– Puede que conozcan a John Smith.
– ¿Cómo?
– Podría ser su conserje o algo por el estilo.
– ¡Oh, venga ya!
– Cabe esa posibilidad.
– ¿Por ahí van a ir los tiros de su reportaje?
– Quizás.
– Muy bien, eso es teóricamente posible, pero las probabilidades son tan ínfimas que cualquier persona razonable lo podría descartar.
– Eso es discutible.
Jeannie pensó que la periodista estaba firmemente decidida a ver un atropello, a pesar de los hechos; empezó a preocuparse. Ya tenía suficientes problemas sin que los malditos profesionales de la noticia se le echaran encima.
– ¿Hasta qué punto es real todo esto? -dijo-. ¿Ha tropezado usted con alguien que considere que se ha violado su intimidad?

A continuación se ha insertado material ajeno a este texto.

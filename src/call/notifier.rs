use std::time::Duration;

use tracing::{error, info};

use super::setup::{CallSetup, SetupRequest};
use crate::error::{OrchestratorError, Result};

/// Delegates call setup to a remote `/set_up_call` surface
pub struct SetupNotifier {
    http: reqwest::Client,
    url: String,
    timeout: Duration,
}

impl SetupNotifier {
    pub fn new(base_url: &str, timeout: Duration) -> Self {
        Self {
            http: reqwest::Client::new(),
            url: format!("{}/set_up_call", base_url.trim_end_matches('/')),
            timeout,
        }
    }
}

#[async_trait::async_trait]
impl CallSetup for SetupNotifier {
    async fn execute(&self, request: &SetupRequest) -> Result<()> {
        info!(
            "Requesting setup of channel {} on port {} from {}",
            request.channel_id, request.port, self.url
        );

        let response = self
            .http
            .post(&self.url)
            .json(request)
            .timeout(self.timeout)
            .send()
            .await
            .map_err(|e| OrchestratorError::ControlServerUnreachable {
                method: "POST".to_string(),
                endpoint: self.url.clone(),
                source: e,
            })?;

        let status = response.status();
        if !status.is_success() {
            let body = response.text().await.unwrap_or_default();
            error!("Setup request for {} rejected with {}", request.channel_id, status);
            return Err(OrchestratorError::ControlServerRejected {
                method: "POST".to_string(),
                endpoint: self.url.clone(),
                status: status.as_u16(),
                body,
            });
        }

        Ok(())
    }
}
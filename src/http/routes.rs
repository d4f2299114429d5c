use super::handlers;
use super::state::AppState;
use axum::{
    routing::{get, post},
    Router,
};
use tower_http::trace::TraceLayer;

/// Create the HTTP router with all routes
pub fn create_router(state: AppState) -> Router {
    Router::new()
        // Health check
        .route("/health", get(handlers::health_check))
        // Call setup
        .route("/set_up_call", post(handlers::set_up_call))
        // Session queries
        .route("/sessions", get(handlers::list_sessions))
        // Add tracing middleware for request logging
        .layer(TraceLayer::new_for_http())
        .with_state(state)
}
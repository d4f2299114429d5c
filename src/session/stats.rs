use chrono::{DateTime, Utc};
use serde::{Deserialize, Serialize};

/// Snapshot of one live call session
#[derive(Debug, Clone, Serialize, Deserialize)]
pub struct SessionSummary {
    pub channel_id: String,

    /// Caller number carried from the StasisStart event
    pub caller_id: String,

    /// Media port the call's worker listens on
    pub port: u16,

    pub registered_at: DateTime<Utc>,

    /// Whether the worker task is still executing
    pub worker_running: bool,
}

/// What a worker observed on its media listener
#[derive(Debug, Clone, Default, Serialize, Deserialize)]
pub struct WorkerStats {
    pub packets_received: u64,
    pub bytes_received: u64,

    /// Time between the worker starting to run and stopping
    pub duration_secs: f64,
}
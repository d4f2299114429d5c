use super::state::AppState;
use crate::call::SetupRequest;
use crate::session::SessionSummary;
use axum::{
    extract::State,
    http::StatusCode,
    response::{IntoResponse, Json},
};
use serde::{Deserialize, Serialize};
use tracing::{error, info};

// ============================================================================
// Request/Response Types
// ============================================================================

#[derive(Debug, Serialize, Deserialize)]
pub struct SetUpCallResponse {
    pub message: String,
    pub bridge_id: String,
    pub channels: Vec<String>,
}

#[derive(Debug, Serialize, Deserialize)]
pub struct ErrorResponse {
    pub error: String,

    /// Number of the setup step that failed, if any
    pub step: Option<u8>,
}

// ============================================================================
// Handlers
// ============================================================================

/// POST /set_up_call
/// Bridge a Stasis channel to a local media listener
pub async fn set_up_call(
    State(state): State<AppState>,
    Json(req): Json<SetupRequest>,
) -> impl IntoResponse {
    info!("Received a request to set up a call: {:?}", req);

    match state.sequencer.set_up_call(&req.channel_id, req.port).await {
        Ok(topology) => {
            info!(
                "Call for channel {} bridged in {}",
                req.channel_id, topology.bridge_id
            );
            (
                StatusCode::OK,
                Json(SetUpCallResponse {
                    message: format!("Call {} set up on port {}", req.channel_id, req.port),
                    bridge_id: topology.bridge_id,
                    channels: topology.channel_ids,
                }),
            )
                .into_response()
        }
        Err(e) => {
            error!("Failed to set up call {}: {}", req.channel_id, e);
            (
                StatusCode::BAD_GATEWAY,
                Json(ErrorResponse {
                    error: e.to_string(),
                    step: e.setup_step().map(|step| step.number()),
                }),
            )
                .into_response()
        }
    }
}

/// GET /sessions
/// List live call sessions
pub async fn list_sessions(State(state): State<AppState>) -> impl IntoResponse {
    let sessions: Vec<SessionSummary> = state.sessions.snapshot().await;
    (StatusCode::OK, Json(sessions))
}

/// GET /health
/// Health check endpoint
pub async fn health_check() -> impl IntoResponse {
    (StatusCode::OK, "OK")
}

– Me interesa la potencialidad.
Una sospecha asaltó a Jeannie.
– De todas formas, ¿quién le ha indicado que me llame?
– ¿Por qué lo pregunta?
– Tiene que haber alguna razón para que me formule esas preguntas. Me gustaría saber la verdad.
– No puedo decírselo.
– Eso es muy interesante -repuso Jeannie-. Le he hablado con cierta amplitud de mi investigación y de mis métodos. No tengo nada que ocultar. Pero usted no puede decir lo mismo. Parece sentirse, bueno, avergonzada, sospecho. ¿Se avergüenza del procedimiento que ha empleado para enterarse de lo referente a mi proyecto?
– No me avergüenzo de nada -replicó, brusca, la periodista.
Jeannie se dio cuenta de que empezaba a enojarse. ¿Quién se creía que era aquella mujer?
– Bueno, pues alguien está avergonzado. De no ser así, ¿por qué no quiere decirme quién es ese hombre? O esa mujer.
– Debo proteger mis fuentes.
– ¿De qué? -Jeannie comprendía que lo mejor era dejarlo correr. Nada se ganaba enemistándose con la prensa. Pero la actitud de aquella mujer era insufrible-. Como ya le he dicho, mis métodos no tienen nada de incorrecto y no amenazan la intimidad de nadie. ¿Porqué, pues, ha de mantenerse en secreto la identidad de su informante?
– La gente tiene motivos…
– Da la impresión de que las intenciones de su informador eran perversas, ¿no le parece?
Al tiempo que lo decía, Jeannie estaba pensando: ¿por qué iba a querer alguien hacerme esta jugada?
– Sobre eso no puedo hacer ningún comentario.
– Nada de comentarios, ¿eh? -la voz de Jeannie rezumaba sarcasmo-. Recordaré esa frase.
– Doctora Ferrami, quisiera darle las gracias por su colaboración.
– De nada -replicó Jeannie, y colgó.
Permaneció un buen rato contemplando el teléfono.
– Y ahora, ¿a qué infiernos viene todo esto? -articuló.